DrugAbacus “Could Prompt” Higher Drug Prices
Doctors at Memorial Sloan Kettering Cancer Center this summer introduced a drug valuation tool of their own called DrugAbacus that uses building block metrics to construct what MSK doctors consider to be realistic values for drugs: efficacy, rarity, population burden of a disease, and cost of development. Each of those factors or qualities is assigned a value that goes into the total DrugAbacus fair value price estimate. Factors such as toxicity are assigned a negative dollar value, and these can knock down the end value.
The actual monthly price for Provenge (sipuleucel-t) was $77,554 at drug launch, but after being reconstructed by DrugAbacus it amounted to just $27,261.
Carlson considers the ASCO and MSK tools as fundamentally different from each other and from the cost tools the NCCN is introducing.

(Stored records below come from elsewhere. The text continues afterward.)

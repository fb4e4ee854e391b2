//! 行处理流程 - 流程层
//!
//! 核心职责：定义"一行"的完整处理流程
//!
//! 流程顺序：
//! 1. 起点、终点坐标解析（并发，两者都完成后才继续）
//! 2. 路线计算（任一端缺失时直接为空）
//! 3. 生成结果和日志条目

use futures::future::join;
use tracing::{debug, info, warn};

use crate::clients::RoutingClient;
use crate::error::ResolveError;
use crate::models::{Coordinate, Endpoint, LocationKey, LogEntry, RouteRow, RowResult, TravelMode};
use crate::services::{CoordinateResolver, RouteCalculator};
use crate::utils::logging::truncate_text;
use crate::workflow::row_ctx::RowCtx;

/// 一行的产出：一个结果，0~2 条日志
#[derive(Debug, Clone, PartialEq)]
pub struct RowOutcome {
    pub result: RowResult,
    pub logs: Vec<LogEntry>,
}

/// 行处理流程
///
/// - 不持有任何资源，只借用业务能力（services）
/// - 行与行之间没有依赖
pub struct RowFlow<'a, R, C> {
    resolver: &'a R,
    calculator: &'a RouteCalculator<C>,
    mode: TravelMode,
}

impl<'a, R, C> RowFlow<'a, R, C>
where
    R: CoordinateResolver,
    C: RoutingClient,
{
    pub fn new(resolver: &'a R, calculator: &'a RouteCalculator<C>, mode: TravelMode) -> Self {
        Self {
            resolver,
            calculator,
            mode,
        }
    }

    pub async fn run(&self, ctx: &RowCtx, row: &RouteRow) -> RowOutcome {
        debug!(
            "{} {} → {}",
            ctx,
            truncate_text(&row.origin.to_string(), 40),
            truncate_text(&row.destination.to_string(), 40)
        );

        let (origin, destination) = join(
            self.resolver.resolve(&row.origin),
            self.resolver.resolve(&row.destination),
        )
        .await;

        let mut logs = Vec::new();
        let origin = self.absorb(ctx, Endpoint::Origin, &row.origin, origin, &mut logs);
        let destination = self.absorb(ctx, Endpoint::Destination, &row.destination, destination, &mut logs);

        let (route, route_error) = match self.calculator.compute(origin, destination, self.mode).await {
            Ok(metrics) => {
                info!(
                    "{} ✓ {:.2} km, {:.2} min",
                    ctx, metrics.distance_km, metrics.time_minutes
                );
                (Some(metrics), None)
            }
            Err(e) => {
                warn!("{} ⚠️ 无法计算路线: {}", ctx, e);
                (None, Some(e))
            }
        };

        RowOutcome {
            result: RowResult {
                row: ctx.row,
                origin_label: row.origin.display_label(),
                origin,
                destination_label: row.destination.display_label(),
                destination,
                route,
                route_error,
            },
            logs,
        }
    }

    /// 解析失败降级为缺失坐标，并记录一条日志
    fn absorb(
        &self,
        ctx: &RowCtx,
        endpoint: Endpoint,
        key: &LocationKey,
        resolved: Result<Coordinate, ResolveError>,
        logs: &mut Vec<LogEntry>,
    ) -> Option<Coordinate> {
        match resolved {
            Ok(coordinate) => Some(coordinate),
            Err(reason) => {
                warn!("{} ⚠️ {} {} 没有坐标: {}", ctx, endpoint, key, reason);
                logs.push(LogEntry::new(ctx.row, endpoint, key, reason));
                None
            }
        }
    }
}

#[cfg(test)]
mod tests {
    use super::*;
    use crate::clients::HttpReply;
    use crate::error::{RouteError, TransportError};

    /// 固定坐标；键为 "?" 时失败
    struct FixedResolver;

    impl CoordinateResolver for FixedResolver {
        async fn resolve(&self, key: &LocationKey) -> Result<Coordinate, ResolveError> {
            match key.to_string().as_str() {
                "?" => Err(ResolveError::NoMarkers),
                "timeout" => Err(ResolveError::Transport(TransportError::Timeout)),
                _ => Ok(Coordinate::new(38.7, -9.1)),
            }
        }
    }

    struct FixedRouting;

    impl RoutingClient for FixedRouting {
        async fn fetch_route(
            &self,
            _origin: Coordinate,
            _destination: Coordinate,
            _mode: TravelMode,
        ) -> Result<HttpReply, TransportError> {
            Ok(HttpReply::new(
                200,
                r#"{"routes":[{"summary":{"lengthInMeters":1500,"travelTimeInSeconds":90}}]}"#,
            ))
        }
    }

    fn run_row(origin: &str, destination: &str) -> RowOutcome {
        let calculator = RouteCalculator::new(FixedRouting);
        let flow = RowFlow::new(&FixedResolver, &calculator, TravelMode::Car);
        let row = RouteRow::new(LocationKey::free_text(origin), LocationKey::free_text(destination));
        tokio_test::block_on(flow.run(&RowCtx::new(2, 3), &row))
    }

    #[test]
    fn test_resolved_row_is_routed() {
        let outcome = run_row("1000001", "4000322");

        assert!(outcome.logs.is_empty());
        assert_eq!(outcome.result.row, 2);
        assert_eq!(outcome.result.origin_label, "01000001");
        assert_eq!(outcome.result.route.map(|r| r.distance_km), Some(1.5));
        assert_eq!(outcome.result.route.map(|r| r.time_minutes), Some(1.5));
    }

    #[test]
    fn test_both_failures_logged_origin_first() {
        let outcome = run_row("?", "timeout");

        let endpoints: Vec<Endpoint> = outcome.logs.iter().map(|l| l.endpoint).collect();
        assert_eq!(endpoints, vec![Endpoint::Origin, Endpoint::Destination]);
        assert_eq!(outcome.logs[1].reason, ResolveError::Transport(TransportError::Timeout));
        assert_eq!(outcome.result.origin, None);
        assert_eq!(outcome.result.route_error, Some(RouteError::MissingEndpoint));
    }
}
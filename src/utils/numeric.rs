//! 数值文本解析
//!
//! 抓取的 HTML 和表格单元格格式不统一，这里只报告"无法解析"，从不 panic。

use regex::Regex;
use std::sync::OnceLock;

/// 带可选符号的小数或整数
const NUMBER_PATTERN: &str = r"[-+]?(?:\d*\.\d+|\d+)";

fn number_regex() -> Option<&'static Regex> {
    static NUMBER_RE: OnceLock<Option<Regex>> = OnceLock::new();
    NUMBER_RE.get_or_init(|| Regex::new(NUMBER_PATTERN).ok()).as_ref()
}

/// 将数值文本转换为 f64
///
/// # 参数
/// - `text`: 原始文本，可为空
///
/// # 返回
/// 返回文本中第一个数值；空输入或没有数值时返回 None
pub fn parse_number(text: Option<&str>) -> Option<f64> {
    let text = text?;
    let normalized = text.replace('\u{a0}', " ");
    let normalized = normalized.trim().replace(',', ".");
    if normalized.is_empty() {
        return None;
    }

    let found = number_regex()?.find(&normalized)?;
    found.as_str().parse::<f64>().ok()
}
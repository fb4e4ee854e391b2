use crate::models::row::{LogEntry, RowResult};
use crate::models::travel_mode::TravelModeAdvisory;

/// 一次批处理的全部产出
///
/// `results` 与 `logs` 互相独立：每行一个结果，每个失败端点一条日志
#[derive(Debug, Clone, Default, PartialEq)]
pub struct BatchReport {
    pub results: Vec<RowResult>,
    pub logs: Vec<LogEntry>,
    /// 出行方式使用了默认值时的提示
    pub advisory: Option<TravelModeAdvisory>,
    /// 是否在完成所有行之前被取消
    pub cancelled: bool,
}

/// 批次统计
#[derive(Debug, Clone, Default, PartialEq)]
pub struct BatchStats {
    pub total_rows: usize,
    pub routed_rows: usize,
    pub unresolved_endpoints: usize,
    pub mean_distance_km: Option<f64>,
    pub mean_time_minutes: Option<f64>,
}

impl BatchReport {
    /// 汇总统计（平均值只计算有路线的行）
    pub fn stats(&self) -> BatchStats {
        let routes: Vec<_> = self.results.iter().filter_map(|r| r.route).collect();
        let mean = |values: Vec<f64>| -> Option<f64> {
            if values.is_empty() {
                None
            } else {
                Some(values.iter().sum::<f64>() / values.len() as f64)
            }
        };

        BatchStats {
            total_rows: self.results.len(),
            routed_rows: routes.len(),
            unresolved_endpoints: self.logs.len(),
            mean_distance_km: mean(routes.iter().map(|r| r.distance_km).collect()),
            mean_time_minutes: mean(routes.iter().map(|r| r.time_minutes).collect()),
        }
    }
}
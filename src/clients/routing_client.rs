/// 路由 API 客户端
use crate::clients::{HttpReply, RoutingClient};
use crate::config::Config;
use crate::error::{AppResult, TransportError};
use crate::models::{Coordinate, TravelMode};
use std::time::Duration;
use tracing::debug;

pub struct HttpRoutingClient {
    http: reqwest::Client,
    base_url: String,
    api_key: String,
    route_annotations: bool,
}

impl HttpRoutingClient {
    /// 创建新的路由客户端
    pub fn new(config: &Config) -> AppResult<Self> {
        let http = reqwest::Client::builder()
            .timeout(Duration::from_secs(config.routing_timeout_secs))
            .build()?;

        Ok(Self {
            http,
            base_url: config.routing_base_url.trim_end_matches('/').to_string(),
            api_key: config.routing_api_key.clone(),
            route_annotations: config.route_annotations,
        })
    }

    /// 路由地址：{base}/{lat,lon}:{lat,lon}/json
    fn route_url(&self, origin: Coordinate, destination: Coordinate) -> String {
        format!("{}/{}:{}/json", self.base_url, origin, destination)
    }

    /// 查询参数；开启注解时额外请求路况/城区分段和备选路线
    fn query_params(&self, mode: TravelMode) -> Vec<(&'static str, String)> {
        let mut params = vec![("key", self.api_key.clone())];
        if self.route_annotations {
            params.push(("maxAlternatives", "5".to_string()));
            params.push(("sectionType", "traffic".to_string()));
            params.push(("sectionType", "urban".to_string()));
            params.push(("extendedRouteRepresentation", "travelTime".to_string()));
        }
        params.push(("travelMode", mode.as_str().to_string()));
        params
    }
}

impl RoutingClient for HttpRoutingClient {
    async fn fetch_route(
        &self,
        origin: Coordinate,
        destination: Coordinate,
        mode: TravelMode,
    ) -> Result<HttpReply, TransportError> {
        let url = self.route_url(origin, destination);
        debug!("路由请求: {} (travelMode={})", url, mode.as_str());

        let response = self
            .http
            .get(&url)
            .query(&self.query_params(mode))
            .send()
            .await?;

        let status = response.status().as_u16();
        let body = response.text().await?;
        Ok(HttpReply { status, body })
    }
}
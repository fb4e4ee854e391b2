pub mod xlsx_loader;

pub use xlsx_loader::{load_xlsx_rows, parse_table, table_from_range, InputLayout, InputTable};
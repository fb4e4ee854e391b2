//! 集成测试共用的内存传输层

#![allow(dead_code)]

use postal_distance::clients::{HttpReply, LookupClient, RoutingClient};
use postal_distance::error::TransportError;
use postal_distance::services::{RouteCalculator, ScrapingResolver};
use postal_distance::{BatchOrchestrator, Coordinate, LocationKey, TravelMode};
use std::collections::HashMap;
use std::sync::atomic::{AtomicUsize, Ordering};
use std::sync::Mutex;

/// 生成带一个 GPS 标记的查询页面
pub fn gps_page(latitude: &str, longitude: &str) -> String {
    format!(
        r#"<html><body><div class="result"><span class="pull-right gps">{}, {}</span></div></body></html>"#,
        latitude, longitude
    )
}

pub fn route_json(length_in_meters: u64, travel_time_in_seconds: u64) -> String {
    format!(
        r#"{{"routes":[{{"summary":{{"lengthInMeters":{},"travelTimeInSeconds":{}}}}}]}}"#,
        length_in_meters, travel_time_in_seconds
    )
}

/// 按原始键返回预设页面；未登记的键返回 404
#[derive(Default)]
pub struct FakeLookup {
    pages: HashMap<String, HttpReply>,
    calls: AtomicUsize,
}

impl FakeLookup {
    pub fn new() -> Self {
        Self::default()
    }

    pub fn page(mut self, key: &str, html: impl Into<String>) -> Self {
        self.pages.insert(key.to_string(), HttpReply::new(200, html));
        self
    }

    pub fn calls(&self) -> usize {
        self.calls.load(Ordering::SeqCst)
    }
}

impl LookupClient for FakeLookup {
    async fn fetch_page(&self, key: &LocationKey) -> Result<HttpReply, TransportError> {
        self.calls.fetch_add(1, Ordering::SeqCst);
        Ok(self
            .pages
            .get(&key.to_string())
            .cloned()
            .unwrap_or_else(|| HttpReply::new(404, "")))
    }
}

impl LookupClient for &FakeLookup {
    async fn fetch_page(&self, key: &LocationKey) -> Result<HttpReply, TransportError> {
        (**self).fetch_page(key).await
    }
}

/// 按 "lat,lon:lat,lon" 返回预设响应；未登记的路线返回 500
#[derive(Default)]
pub struct FakeRouting {
    routes: HashMap<String, HttpReply>,
    calls: AtomicUsize,
    requests: Mutex<Vec<TravelMode>>,
}

impl FakeRouting {
    pub fn new() -> Self {
        Self::default()
    }

    pub fn route(mut self, origin: Coordinate, destination: Coordinate, body: impl Into<String>) -> Self {
        self.routes
            .insert(format!("{}:{}", origin, destination), HttpReply::new(200, body));
        self
    }

    pub fn calls(&self) -> usize {
        self.calls.load(Ordering::SeqCst)
    }

    pub fn modes(&self) -> Vec<TravelMode> {
        self.requests.lock().map(|m| m.clone()).unwrap_or_default()
    }
}

impl RoutingClient for FakeRouting {
    async fn fetch_route(
        &self,
        origin: Coordinate,
        destination: Coordinate,
        mode: TravelMode,
    ) -> Result<HttpReply, TransportError> {
        self.calls.fetch_add(1, Ordering::SeqCst);
        if let Ok(mut modes) = self.requests.lock() {
            modes.push(mode);
        }
        Ok(self
            .routes
            .get(&format!("{}:{}", origin, destination))
            .cloned()
            .unwrap_or_else(|| HttpReply::new(500, "")))
    }
}

impl RoutingClient for &FakeRouting {
    async fn fetch_route(
        &self,
        origin: Coordinate,
        destination: Coordinate,
        mode: TravelMode,
    ) -> Result<HttpReply, TransportError> {
        (**self).fetch_route(origin, destination, mode).await
    }
}

/// 以借用的假客户端组装编排器，便于测试后检查调用次数
pub fn orchestrator<'a>(
    lookup: &'a FakeLookup,
    routing: &'a FakeRouting,
) -> BatchOrchestrator<ScrapingResolver<&'a FakeLookup>, &'a FakeRouting> {
    let resolver = ScrapingResolver::new(lookup).expect("默认提取规则应能编译");
    BatchOrchestrator::new(resolver, RouteCalculator::new(routing))
}
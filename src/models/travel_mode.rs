use crate::error::ConfigError;
use phf::phf_map;
use std::fmt;

/// 出行方式，整个批次只选择一次
#[derive(Debug, Clone, Copy, PartialEq, Eq, Hash, Default)]
pub enum TravelMode {
    /// 小汽车
    #[default]
    Car,
    /// 卡车
    Truck,
    /// 厢式货车
    Van,
}

/// 可接受的标签（API 名称和界面上的葡语名称）
static LABELS: phf::Map<&'static str, TravelMode> = phf_map! {
    "car" => TravelMode::Car,
    "carro" => TravelMode::Car,
    "truck" => TravelMode::Truck,
    "camião" => TravelMode::Truck,
    "camiao" => TravelMode::Truck,
    "van" => TravelMode::Van,
    "carrinha" => TravelMode::Van,
};

/// 未选择出行方式时返回给调用方的提示
#[derive(Debug, Clone, Copy, PartialEq, Eq)]
pub enum TravelModeAdvisory {
    DefaultedToCar,
}

impl fmt::Display for TravelModeAdvisory {
    fn fmt(&self, f: &mut fmt::Formatter<'_>) -> fmt::Result {
        match self {
            TravelModeAdvisory::DefaultedToCar => write!(
                f,
                "Não selecionou o tipo de transporte. Será utilizado \"carro\" como padrão."
            ),
        }
    }
}

impl TravelMode {
    /// 路由 API 中的 travelMode 参数值
    pub fn as_str(self) -> &'static str {
        match self {
            TravelMode::Car => "car",
            TravelMode::Truck => "truck",
            TravelMode::Van => "van",
        }
    }

    /// 葡语显示名称
    pub fn label(self) -> &'static str {
        match self {
            TravelMode::Car => "carro",
            TravelMode::Truck => "camião",
            TravelMode::Van => "carrinha",
        }
    }

    /// 从标签解析（不区分大小写）
    pub fn from_label(label: &str) -> Option<Self> {
        LABELS.get(label.trim().to_lowercase().as_str()).copied()
    }

    /// 解析配置中的出行方式
    ///
    /// # 返回
    /// 未设置时返回 (Car, Some(提示))；无法识别的标签返回错误
    pub fn resolve(selection: Option<&str>) -> Result<(Self, Option<TravelModeAdvisory>), ConfigError> {
        match selection.map(str::trim).filter(|s| !s.is_empty()) {
            None => Ok((TravelMode::Car, Some(TravelModeAdvisory::DefaultedToCar))),
            Some(label) => Self::from_label(label)
                .map(|mode| (mode, None))
                .ok_or_else(|| ConfigError::UnknownTravelMode(label.to_string())),
        }
    }
}

impl fmt::Display for TravelMode {
    fn fmt(&self, f: &mut fmt::Formatter<'_>) -> fmt::Result {
        write!(f, "{} ({})", self.label(), self.as_str())
    }
}

#[cfg(test)]
mod tests {
    use super::*;

    #[test]
    fn test_labels_map_to_api_values() {
        assert_eq!(TravelMode::from_label("carro"), Some(TravelMode::Car));
        assert_eq!(TravelMode::from_label("Camião"), Some(TravelMode::Truck));
        assert_eq!(TravelMode::from_label(" VAN "), Some(TravelMode::Van));
        assert_eq!(TravelMode::from_label("bicicleta"), None);
        assert_eq!(TravelMode::Truck.as_str(), "truck");
    }

    #[test]
    fn test_unset_mode_defaults_to_car_with_advisory() {
        let (mode, advisory) = TravelMode::resolve(None).unwrap();
        assert_eq!(mode, TravelMode::Car);
        assert_eq!(advisory, Some(TravelModeAdvisory::DefaultedToCar));

        let (_, advisory) = TravelMode::resolve(Some("  ")).unwrap();
        assert!(advisory.is_some());
    }

    #[test]
    fn test_explicit_mode_has_no_advisory() {
        let (mode, advisory) = TravelMode::resolve(Some("carrinha")).unwrap();
        assert_eq!(mode, TravelMode::Van);
        assert!(advisory.is_none());
        assert!(TravelMode::resolve(Some("avião")).is_err());
    }
}
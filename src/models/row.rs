use crate::error::{ResolveError, RouteError};
use crate::models::coordinate::{Coordinate, RouteMetrics};
use crate::models::location::LocationKey;
use std::fmt;

/// 输入表格中的一行：起点和终点
#[derive(Debug, Clone, PartialEq, Eq)]
pub struct RouteRow {
    pub origin: LocationKey,
    pub destination: LocationKey,
}

impl RouteRow {
    pub fn new(origin: LocationKey, destination: LocationKey) -> Self {
        Self {
            origin,
            destination,
        }
    }
}

/// 路线的一端
#[derive(Debug, Clone, Copy, PartialEq, Eq)]
pub enum Endpoint {
    Origin,
    Destination,
}

impl fmt::Display for Endpoint {
    fn fmt(&self, f: &mut fmt::Formatter<'_>) -> fmt::Result {
        match self {
            Endpoint::Origin => write!(f, "起点"),
            Endpoint::Destination => write!(f, "终点"),
        }
    }
}

/// 一行的处理结果
///
/// 无论解析是否成功，每一行都恰好产生一个 RowResult
#[derive(Debug, Clone, PartialEq)]
pub struct RowResult {
    /// 行号（从 1 开始）
    pub row: usize,
    pub origin_label: String,
    pub origin: Option<Coordinate>,
    pub destination_label: String,
    pub destination: Option<Coordinate>,
    pub route: Option<RouteMetrics>,
    /// 路线缺失的原因
    pub route_error: Option<RouteError>,
}

/// 一端坐标解析失败的诊断条目
#[derive(Debug, Clone, PartialEq)]
pub struct LogEntry {
    pub row: usize,
    pub endpoint: Endpoint,
    /// 原始（未补零的）键值
    pub key: String,
    pub reason: ResolveError,
}

impl LogEntry {
    pub fn new(row: usize, endpoint: Endpoint, key: &LocationKey, reason: ResolveError) -> Self {
        Self {
            row,
            endpoint,
            key: key.to_string(),
            reason,
        }
    }

    /// 写入报告的文本
    pub fn message(&self) -> String {
        format!("Sem coordenadas para {}", self.key)
    }
}

impl fmt::Display for LogEntry {
    fn fmt(&self, f: &mut fmt::Formatter<'_>) -> fmt::Result {
        write!(
            f,
            "[行 {}] {} {}: {}",
            self.row,
            self.endpoint,
            self.key,
            self.reason
        )
    }
}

He says he has his reservations about the DrugAbacus system, including the fear that some of the higher-than-market cost calculations it comes up with may prompt manufacturers to raise their prices; and he notes the ASCO tool has many moving parts and is not ready for bedside use. “On the other hand, the ASCO system is objective; while it’s complicated, it is transparent,” he says.
Colin White, a drug industry analyst for Datamonitor Healthcare, believes these drug valuation tools do have the potential to inform and influence payer policy, but he thinks the strongest potential for this could come—in Europe—from a drug evaluation tool from the European Society for Medical Oncology (ESMO), whose methodology stratifies drugs based on clinical benefit. “In terms of when regulatory bodies in Europe are making assessments as to the clinical benefit of drugs, they may start to look at the scoring and mention the scoring as part of their assessments in individual countries,” White predicts.
The fallout from soaring oncology drug prices is just getting started in the United States, he says, mentioning as an example the announcement in May of a plan to negotiate price concessions from drug suppliers by Express Scripts chief medical officer Steve Miller, MD.
Miller publicly stated that having to pay the same price for Tarceva (erlotinib) for use in lung and pancreatic cancer was unreasonable given that its survival benefit could be measured in months for lung cancer patients and weeks for pancreatic patients. White also recalls the now-famous plenary address at this year’s ASCO annual meeting by Leonard Saltz, MD, chief of gastrointestinal oncology at MSKCC, who expressed impatience with rising drug costs. In the United Kingdom, the pressure on manufacturers to reduce prices is growing increasingly harsh, White notes. The National Health Service announced early this year that it would trim the number of cancer drugs it covers by 30% as part of what it considers to be a necessary cost reduction program.